We use cookies. Read the Privacy and Cookie Policy

Фильм и коммуникация

Условный жанр «Сказания» обозначен уже в заголовке, который относится, разумеется, не только к оратории Андрея Балашова, но и к самому фильму. Между тем эта условность – равновесие между традицией и современностью – резко нарушается самим режиссером. Пианист Андрей Балашов, раненный на фронте, вернувшийся в консерваторию и в порыве отчаяния бежавший прочь, на родину, в Сибирь, очень далек от прежних героев Пырьева, подобных Климу Ярко, ибо их индивидуальность (когда находился актер, подобный Крючкову или Андрееву) осуществляла себя на фоне их же нормативности и всеобщности. Андрей Балашов и в силу редкой профессии, выбранной для него режиссером, и по житейской ситуации, в которую он поставлен, и, главное, может быть, благодаря неповторимой конкретности среды, которая сразу уводит воображение зрителя от всеобщего, – терял это особое качество пырьевских героев и индивидуализировался до конца. Его переживания, когда на сцене его соперник Оленич играет «Мефисто-вальс», душевные переливы в разговоре с любимой девушкой и любимым учителем – все это решалось обычными приемами бытовой психологической драмы и начисто лишало образ эпического начала. Наступал сбой.

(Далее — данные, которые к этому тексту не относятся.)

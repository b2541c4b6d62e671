use super::tree::BeliefTree;
use crate::board::LocationId;
use serde::{Deserialize, Serialize};
use std::fmt;

/// Serializable image of a belief tree for diagnostics and saves.
///
/// Nodes, edges, and the frontier are emitted in sorted order so two
/// captures of the same tree compare and serialize identically.
#[derive(Debug, Clone, Serialize, Deserialize, PartialEq)]
pub struct BeliefSnapshot {
    pub root: LocationId,
    pub nodes: Vec<NodeRecord>,
    pub edges: Vec<(LocationId, LocationId)>,
    pub frontier: Vec<LocationId>,
}

#[derive(Debug, Clone, Serialize, Deserialize, PartialEq)]
pub struct NodeRecord {
    pub location: LocationId,
    pub clue_found: bool,
}

impl BeliefSnapshot {
    pub fn capture(tree: &BeliefTree) -> Self {
        let mut nodes: Vec<NodeRecord> = tree
            .nodes()
            .map(|node| NodeRecord {
                location: node.id().clone(),
                clue_found: node.clue_found(),
            })
            .collect();
        nodes.sort_by(|a, b| a.location.cmp(&b.location));

        let mut edges: Vec<(LocationId, LocationId)> = tree
            .edges()
            .map(|(parent, child)| (parent.clone(), child.clone()))
            .collect();
        edges.sort();

        let mut frontier: Vec<LocationId> = tree.frontier().into_iter().collect();
        frontier.sort();

        BeliefSnapshot {
            root: tree.root().clone(),
            nodes,
            edges,
            frontier,
        }
    }

    /// Rebuilds a live tree, rejecting snapshots that violate the tree's
    /// structural invariants.
    pub fn restore(self) -> Result<BeliefTree, SnapshotError> {
        if !self.nodes.iter().any(|record| record.location == self.root) {
            return Err(SnapshotError::MissingRoot);
        }
        let nodes = self
            .nodes
            .into_iter()
            .map(|record| (record.location, record.clue_found))
            .collect();
        BeliefTree::rebuild(self.root, nodes, &self.edges, &self.frontier)
    }

    pub fn to_json(tree: &BeliefTree) -> serde_json::Result<String> {
        serde_json::to_string_pretty(&Self::capture(tree))
    }

    pub fn from_json(json: &str) -> serde_json::Result<Self> {
        serde_json::from_str(json)
    }
}

/// A snapshot that cannot be turned back into a valid tree.
#[derive(Debug, Clone, PartialEq, Eq)]
pub enum SnapshotError {
    MissingRoot,
    DuplicateNode(LocationId),
    UnknownEdgeEndpoint(LocationId),
    UnknownFrontierLocation(LocationId),
    CyclicEdges,
    UnreachableNode(LocationId),
}

impl fmt::Display for SnapshotError {
    fn fmt(&self, f: &mut fmt::Formatter<'_>) -> fmt::Result {
        match self {
            SnapshotError::MissingRoot => write!(f, "snapshot has no record for its root"),
            SnapshotError::DuplicateNode(location) => {
                write!(f, "snapshot lists {location} more than once")
            }
            SnapshotError::UnknownEdgeEndpoint(location) => {
                write!(f, "snapshot edge references unknown location {location}")
            }
            SnapshotError::UnknownFrontierLocation(location) => {
                write!(f, "snapshot frontier references unknown location {location}")
            }
            SnapshotError::CyclicEdges => write!(f, "snapshot edges contain a cycle"),
            SnapshotError::UnreachableNode(location) => {
                write!(f, "snapshot node {location} has no path from the root")
            }
        }
    }
}

impl std::error::Error for SnapshotError {}
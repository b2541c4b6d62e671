use serde::{Deserialize, Serialize};
use std::fmt;

/// Opaque label naming one board location.
///
/// Equality and hashing are value-based: two ids denote the same location
/// iff their labels are equal. Ordering exists only so snapshots and logs
/// can be emitted stably.
#[derive(Debug, Clone, PartialEq, Eq, Hash, PartialOrd, Ord, Serialize, Deserialize)]
#[serde(transparent)]
pub struct LocationId(String);

impl LocationId {
    pub fn new(label: impl Into<String>) -> Self {
        Self(label.into())
    }

    pub fn as_str(&self) -> &str {
        &self.0
    }
}

impl From<&str> for LocationId {
    fn from(label: &str) -> Self {
        Self(label.to_string())
    }
}

impl From<String> for LocationId {
    fn from(label: String) -> Self {
        Self(label)
    }
}

impl fmt::Display for LocationId {
    fn fmt(&self, f: &mut fmt::Formatter<'_>) -> fmt::Result {
        f.write_str(&self.0)
    }
}

#[cfg(test)]
mod tests {
    use super::LocationId;
    use std::collections::HashSet;

    #[test]
    fn equality_is_by_label() {
        assert_eq!(LocationId::from("C27"), LocationId::new("C27"));
        assert_ne!(LocationId::from("C27"), LocationId::from("C28"));
    }

    #[test]
    fn hashes_like_its_label() {
        let mut set = HashSet::new();
        set.insert(LocationId::from("C44"));
        assert!(set.contains(&LocationId::new(String::from("C44"))));
    }

    #[test]
    fn displays_the_raw_label() {
        assert_eq!(LocationId::from("C79").to_string(), "C79");
    }
}
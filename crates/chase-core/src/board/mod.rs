//! Board vocabulary and one-move reachability.
//!
//! This module is composed of:
//! - `location`: the `LocationId` label type shared by the board and the
//!   belief tracker.
//! - `topology`: the `BoardTopology` reachability trait plus the
//!   `MoveConstraints` passed through to it.
//! - `adjacency`: `AdjacencyBoard`, an undirected adjacency-map topology
//!   used by the harness and the tests.

mod adjacency;
mod location;
mod topology;

pub use adjacency::AdjacencyBoard;
pub use location::LocationId;
pub use topology::{BoardTopology, MoveConstraints, TopologyError};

Разумеется, Пырьев, который, как мы говорили, никогда не выходил на сцену, не прикрывшись характерностью жанра, обратился на этот раз к условности мелодрамы. Сдвиг жанра нетрудно проследить по типажу исполнителя. Если в колхозных комедиях это «народный» герой – Н. Крючков, если для оперетты «В шесть часов вечера после войны» Пырьев берет тип мужественного и оптимистичного красавца Е. Самойлова, то на роль Андрея Балашова приглашает молодого актера редкого «демонического» типа – В. Дружникова. Но мелодрама эта была «стыдливая», притворяющаяся, в свою очередь, психологической драмой. На этой почве между Пырьевым и его зрителем (имеется в виду то, что называется широким, массовым зрителем), который обычно легко и готовно принимал предложенную условность, возникал дискрепанс. В своих воспоминаниях режиссер раздраженно отвечал на те многочисленные письма, в которых зрители впервые и категорически требовали от него житейского правдоподобия, когда Андрей Балашов, не взяв расчета и паспорта, исчезал со стройки в неизвестность или Наташа Малинина отказывалась лететь на международный конкурс в Америку, чтобы остаться с любимым в сибирской чайной.

Та естественная мифологизация темы и образов, которая делала «Трактористов» незаменимым и подлинным «документом эмоций» эпохи, не случилась. Можно даже не вспоминать, что «Сказание» было сделано по скорым следам памятного постановления о фильме «Большая жизнь»[223], чтобы уловить в самой его художественной ткани расчетливую запрограммированность.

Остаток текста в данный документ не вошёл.